Seeing her skeleton crammed into the narrow tunnel, I see I was wrong. Cherry
did this to herself.

“Is the girl hurting you?”

“She’s killing us. All the other ghosts and spirits
in L.A. When she isn’t killing you, she hides with us in the Tenebrae. Kills us
like she kills the living and we don’t know why.”
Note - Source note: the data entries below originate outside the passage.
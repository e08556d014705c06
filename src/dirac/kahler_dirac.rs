//! Kähler-Dirac block-preconditioned staggered operator.
//!
//! The operator multiplies the staggered operator `M` by `Xinv`, the inverse of
//! its 2⁴ hypercube blocks. With left block preconditioning (the default) it
//! applies `Xinv · M`, with right block preconditioning `M · Xinv`:
//!
//! | preconditioning | `apply`     | `apply` with dagger |
//! |-----------------|-------------|---------------------|
//! | left            | `Xinv · M`  | `M† · Xinv†`        |
//! | right           | `M · Xinv`  | `Xinv† · M†`        |
//!
//! The operator either owns its `Xinv` or borrows it from another operator
//! built on the same gauge field (see [`StaggeredKdDirac::share`]).

use super::{
    CoarseDirac, Dagger, Dirac, DiracKind, KdInverse, StaggeredDirac, Transfer, coarse,
    kd_inverse::xinv_flops, staggered::check_full_spinor,
};
use crate::{
    config::{BlockPreconditioning, KdParam, SolutionType},
    error::{Error, ErrorKind},
    field::{Precision, SpinorField},
    lattice::GaugeField,
};
use std::sync::Arc;

/// Ownership of the block inverse.
#[derive(Debug)]
pub enum Xinv<'a> {
    Owned(KdInverse),
    Borrowed(&'a KdInverse),
}

impl Xinv<'_> {
    #[inline]
    pub fn get(&self) -> &KdInverse {
        match self {
            Xinv::Owned(x) => x,
            Xinv::Borrowed(x) => *x,
        }
    }
}

/// The staggered operator preconditioned by its Kähler-Dirac block inverse.
#[derive(Debug)]
pub struct StaggeredKdDirac<'a> {
    base: StaggeredDirac,
    xinv: Xinv<'a>,
    xinv_precision: Option<Precision>,
    preconditioning: BlockPreconditioning,
}

impl StaggeredKdDirac<'static> {
    /// Build the operator and its block inverse from a gauge field.
    pub fn new(gauge: Arc<GaugeField>, param: &KdParam) -> Result<Self, Error> {
        let base = StaggeredDirac::new(gauge, param.mass);
        Self::from_staggered(&base, param.xinv_precision, param.block_preconditioning)
    }

    /// Build from an existing staggered operator, sharing its gauge field.
    pub fn from_staggered(
        base: &StaggeredDirac,
        xinv_precision: Option<Precision>,
        preconditioning: BlockPreconditioning,
    ) -> Result<Self, Error> {
        let xinv = KdInverse::build(base.gauge(), base.mass(), xinv_precision)?;
        Ok(Self {
            base: base.clone(),
            xinv: Xinv::Owned(xinv),
            xinv_precision,
            preconditioning,
        })
    }
}

impl<'a> StaggeredKdDirac<'a> {
    /// A second operator on the same gauge field that borrows this one's `Xinv`.
    pub fn share(&self) -> StaggeredKdDirac<'_> {
        StaggeredKdDirac {
            base: self.base.clone(),
            xinv: Xinv::Borrowed(self.xinv.get()),
            xinv_precision: self.xinv_precision,
            preconditioning: self.preconditioning,
        }
    }

    pub fn owns_xinv(&self) -> bool {
        matches!(self.xinv, Xinv::Owned(_))
    }

    pub fn xinv(&self) -> &KdInverse {
        self.xinv.get()
    }

    pub fn preconditioning(&self) -> BlockPreconditioning {
        self.preconditioning
    }

    /// The underlying staggered operator `M`.
    pub fn staggered(&self) -> &StaggeredDirac {
        &self.base
    }

    /// Install a new gauge field and rebuild `Xinv`.
    ///
    /// An operator that borrowed its `Xinv` owns the rebuilt one afterwards.
    pub fn update_fields(&mut self, gauge: Arc<GaugeField>) -> Result<(), Error> {
        let xinv = KdInverse::build(&gauge, self.base.mass(), self.xinv_precision)?;
        self.base.update_fields(gauge);
        self.xinv = Xinv::Owned(xinv);
        Ok(())
    }

    /// Applies only the block inverse: `out = Xinv in` (or `Xinv† in`).
    pub fn kahler_dirac_inv(
        &self,
        out: &mut SpinorField,
        input: &SpinorField,
        dagger: Dagger,
    ) -> Result<(), Error> {
        self.xinv.get().apply(out, input, dagger)?;
        self.base
            .add_flops(xinv_flops(input.geometry().volume() as u64));
        Ok(())
    }

    fn check_solution_type(solution: SolutionType) -> Result<(), Error> {
        if solution.is_preconditioned() {
            return Err(ErrorKind::IncompatibleSolution(solution).into());
        }
        Ok(())
    }
}

impl Dirac for StaggeredKdDirac<'_> {
    fn kind(&self) -> DiracKind {
        DiracKind::KahlerDirac
    }

    fn mass(&self) -> f64 {
        self.base.mass()
    }

    fn apply(
        &self,
        out: &mut SpinorField,
        input: &SpinorField,
        dagger: Dagger,
    ) -> Result<(), Error> {
        check_full_spinor(out, input, self.base.gauge())?;
        let mut tmp = SpinorField::zeros(input.geometry());
        let xinv_first = matches!(
            (self.preconditioning, dagger),
            (BlockPreconditioning::Left, Dagger::Yes) | (BlockPreconditioning::Right, Dagger::No)
        );
        if xinv_first {
            self.kahler_dirac_inv(&mut tmp, input, dagger)?;
            self.base.apply_unchecked(out, &tmp, dagger);
        } else {
            self.base.apply_unchecked(&mut tmp, input, dagger);
            self.kahler_dirac_inv(out, &tmp, dagger)?;
        }
        Ok(())
    }

    fn prepare(
        &self,
        _x: &mut SpinorField,
        _b: &mut SpinorField,
        solution: SolutionType,
    ) -> Result<(), Error> {
        Self::check_solution_type(solution)
    }

    fn reconstruct(
        &self,
        _x: &mut SpinorField,
        _b: &SpinorField,
        _solution: SolutionType,
    ) -> Result<(), Error> {
        Ok(())
    }

    /// With left preconditioning the system `M x = b` becomes
    /// `Xinv M x = Xinv b`, so the right-hand side is multiplied by `Xinv`.
    fn prepare_special_mg(
        &self,
        x: &mut SpinorField,
        b: &mut SpinorField,
        solution: SolutionType,
    ) -> Result<(), Error> {
        Self::check_solution_type(solution)?;
        check_full_spinor(x, b, self.base.gauge())?;
        if self.preconditioning == BlockPreconditioning::Left {
            let mut tmp = SpinorField::zeros(b.geometry());
            self.kahler_dirac_inv(&mut tmp, b, Dagger::No)?;
            b.copy_from(&tmp);
        }
        Ok(())
    }

    /// With right preconditioning the solver returns `y` with `M Xinv y = b`,
    /// so the solution is `x = Xinv y`.
    fn reconstruct_special_mg(
        &self,
        x: &mut SpinorField,
        b: &SpinorField,
        _solution: SolutionType,
    ) -> Result<(), Error> {
        check_full_spinor(x, b, self.base.gauge())?;
        if self.preconditioning == BlockPreconditioning::Right {
            let mut tmp = SpinorField::zeros(x.geometry());
            self.kahler_dirac_inv(&mut tmp, x, Dagger::No)?;
            x.copy_from(&tmp);
        }
        Ok(())
    }

    fn create_coarse_op(&self, transfer: &Transfer) -> Result<CoarseDirac, Error> {
        coarse::galerkin(self, transfer)
    }

    fn flops(&self) -> u64 {
        self.base.flops()
    }
}

#[cfg(test)]
mod tests {
    use super::*;
    use crate::{
        dirac::staggered::{STAGGERED_FLOPS, STAGGERED_FLOPS_XPAY},
        field::FieldGeometry,
    };

    fn gauge() -> Arc<GaugeField> {
        Arc::new(GaugeField::random([2, 2, 2, 4], Precision::Double, 31))
    }

    fn geometry(g: &GaugeField) -> FieldGeometry {
        FieldGeometry::staggered(g.dims, 1, 3, Precision::Double)
    }

    fn param(mass: f64, preconditioning: BlockPreconditioning) -> KdParam {
        KdParam {
            mass,
            xinv_precision: None,
            block_preconditioning: preconditioning,
        }
    }

    #[test]
    fn dagger_is_adjoint_for_both_sides_and_masses() {
        let g = gauge();
        let geom = geometry(&g);
        for preconditioning in [BlockPreconditioning::Left, BlockPreconditioning::Right] {
            for mass in [0.0, 0.1] {
                let kd = StaggeredKdDirac::new(g.clone(), &param(mass, preconditioning)).unwrap();
                let x = SpinorField::random(&geom, 1);
                let y = SpinorField::random(&geom, 2);
                let mut mx = SpinorField::zeros(&geom);
                let mut mdy = SpinorField::zeros(&geom);
                kd.m(&mut mx, &x).unwrap();
                kd.mdag(&mut mdy, &y).unwrap();
                let lhs = y.c_dot(&mx);
                let rhs = mdy.c_dot(&x);
                assert!(
                    (lhs - rhs).norm() < 1e-10 * lhs.norm().max(1.0),
                    "{preconditioning:?}, mass {mass}"
                );
            }
        }
    }

    #[test]
    fn left_preconditioned_operator_is_xinv_times_m() {
        let g = gauge();
        let geom = geometry(&g);
        let kd = StaggeredKdDirac::new(g.clone(), &param(0.1, BlockPreconditioning::Left)).unwrap();
        let x = SpinorField::random(&geom, 3);
        let mut mx = SpinorField::zeros(&geom);
        let mut expected = SpinorField::zeros(&geom);
        let mut got = SpinorField::zeros(&geom);
        kd.staggered().m(&mut mx, &x).unwrap();
        kd.kahler_dirac_inv(&mut expected, &mx, Dagger::No).unwrap();
        kd.m(&mut got, &x).unwrap();
        got.axpy(-1.0, &expected);
        assert!(got.norm() < 1e-12);
    }

    #[test]
    fn flop_count_per_application() {
        let g = gauge();
        let geom = geometry(&g);
        let volume = geom.volume() as u64;
        for (mass, stencil) in [(0.1, STAGGERED_FLOPS_XPAY), (0.0, STAGGERED_FLOPS)] {
            let kd = StaggeredKdDirac::new(g.clone(), &param(mass, BlockPreconditioning::Left))
                .unwrap();
            let x = SpinorField::random(&geom, 3);
            let mut y = SpinorField::zeros(&geom);
            kd.m(&mut y, &x).unwrap();
            assert_eq!(kd.flops(), stencil * volume + (8 * 48 - 2) * 48 * volume / 16);
            assert_eq!(kd.flops(), 0);
        }
    }

    #[test]
    fn share_borrows_xinv() {
        let kd = StaggeredKdDirac::new(gauge(), &KdParam::default()).unwrap();
        assert!(kd.owns_xinv());
        let mut shared = kd.share();
        assert!(!shared.owns_xinv());
        assert!(std::ptr::eq(shared.xinv(), kd.xinv()));

        shared.update_fields(gauge()).unwrap();
        assert!(shared.owns_xinv());
    }

    #[test]
    fn preconditioned_solution_is_rejected() {
        let kd = StaggeredKdDirac::new(gauge(), &KdParam::default()).unwrap();
        let geom = geometry(kd.staggered().gauge());
        let mut x = SpinorField::zeros(&geom);
        let mut b = SpinorField::random(&geom, 1);
        for solution in [SolutionType::MatPc, SolutionType::MatPcDagMatPc] {
            let err = kd.prepare(&mut x, &mut b, solution).unwrap_err();
            assert!(matches!(err.kind(), ErrorKind::IncompatibleSolution(_)));
        }
        assert!(kd.prepare(&mut x, &mut b, SolutionType::Mat).is_ok());
    }

    #[test]
    fn special_mg_prepare_and_reconstruct_follow_the_preconditioning_side() {
        let g = gauge();
        let geom = geometry(&g);
        let b0 = SpinorField::random(&geom, 5);
        let x0 = SpinorField::random(&geom, 6);

        let left =
            StaggeredKdDirac::new(g.clone(), &param(0.1, BlockPreconditioning::Left)).unwrap();
        let (mut x, mut b) = (x0.clone(), b0.clone());
        left.prepare_special_mg(&mut x, &mut b, SolutionType::Mat).unwrap();
        let mut expected = SpinorField::zeros(&geom);
        left.kahler_dirac_inv(&mut expected, &b0, Dagger::No).unwrap();
        assert_eq!(b, expected);
        left.reconstruct_special_mg(&mut x, &b, SolutionType::Mat).unwrap();
        assert_eq!(x, x0);

        let right = StaggeredKdDirac::new(g, &param(0.1, BlockPreconditioning::Right)).unwrap();
        let (mut x, mut b) = (x0.clone(), b0.clone());
        right.prepare_special_mg(&mut x, &mut b, SolutionType::Mat).unwrap();
        assert_eq!(b, b0);
        right.reconstruct_special_mg(&mut x, &b, SolutionType::Mat).unwrap();
        right.kahler_dirac_inv(&mut expected, &x0, Dagger::No).unwrap();
        assert_eq!(x, expected);
    }

    #[test]
    fn coarse_op_of_kd_operator() {
        let kd = StaggeredKdDirac::new(gauge(), &KdParam::default()).unwrap();
        let geom = geometry(kd.staggered().gauge());
        let nulls: Vec<_> = (0..2).map(|k| SpinorField::random(&geom, 40 + k)).collect();
        let transfer = Transfer::aggregate(&geom, [2, 2, 2, 2], &nulls).unwrap();
        let coarse = kd.create_coarse_op(&transfer).unwrap();
        assert_eq!(coarse.matrix().nrows(), 2 * 2);
    }
}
When Cherry died, she was so afraid of moving on
that she made herself into a jabber. Jabbers are a kind of ghost so traumatized
by death that they can’t even haunt people or places like normal ghosts. They
stick close to their bodies. Literally haunt their own corpses and tunnel in
them from place to place. They won’t come out of the ground because their bodies
are fragile and they’re afraid of being mistaken for zombies. Jabbers are about
the most pathetic thing in the world.

“I don’t know what you want me to do. I can’t get
near the kid.”

“You travel between worlds. I saw you come here
from Hell. Come into the Tenebrae and stop her.”

“I don’t know how.”

“Find out.”

I get nearer the hole. Cherry doesn’t back away
this time. I put out my hand. Slowly she creeps her hand forward until our
fingertips are just touching. I was right. She’s real. A ghost hiding in her own
bones.

“Jesus, Cherry, all you have to do is let go. Get
out of this body. Get out of the ghost realm. Go on to wherever it is you’re
supposed to go.”

“No!” she says. “Do you think Heaven is waiting for
me with open arms? We both know where I’m going, and as long as these bones hold
together, I’m staying right here.”

“I can help you when you get to Hell. Like you
said, I couldn’t save you when you were alive. Maybe I can help now that you’re
dead. But you have to let go.”

She crawls closer to the tunnel opening. I can see
her lipless smile and eye sockets full of dirt and dry plant roots. I want to
look away but I don’t.

“Where do you stay when you’re not stalking
me?”

“I moved into an old cemetery in a field of old
cemeteries. It’s the strangest place. Full of aetheric ghosts and physical
ghosts like me.”

She makes a sound that’s almost like a laugh.

“There’s practically a traffic jam with us
tunnelers. We have to be careful digging or we can fall into each other’s
chambers.”

“What do you mean by a field of cemeteries? What
the hell is that?”

“It’s like a cemetery for cemeteries. Or a garden
where some kind soul has planted the dead and where we live. Go ask Teddy
Osterberg. He’s the one who collects the cemeteries. I’m just one of the flowers
in his garden.”

“So the little girl is killing Sub Rosas,
civilians, and now ghosts. She tried to kill the other Stark, so she’s tried to
kill an angel. Do you know anything about him?”

“Other Stark? He’s prettier than you. Like you in
the olden days. Now you’re a mess. A girl likes a few scars. They give a man
character. But you don’t have a shot with me anymore, darling.”

“Does anyone call the Tenebrae Blue Heaven?”

“I’m afraid we’re plain old Tenebrae. Tell me
you’ll help us.”

I reach into my pockets for a Malediction and
remember I gave my last one away. Anyway, Cherry wouldn’t want me smoking.
Dried-out corpses are perfect kindling.

“If Teddy Osterberg collects the dead, he could be
connected to the girl and I know the girl is connected to Saint James. I’ll
check him out. Maybe I can help both of us.”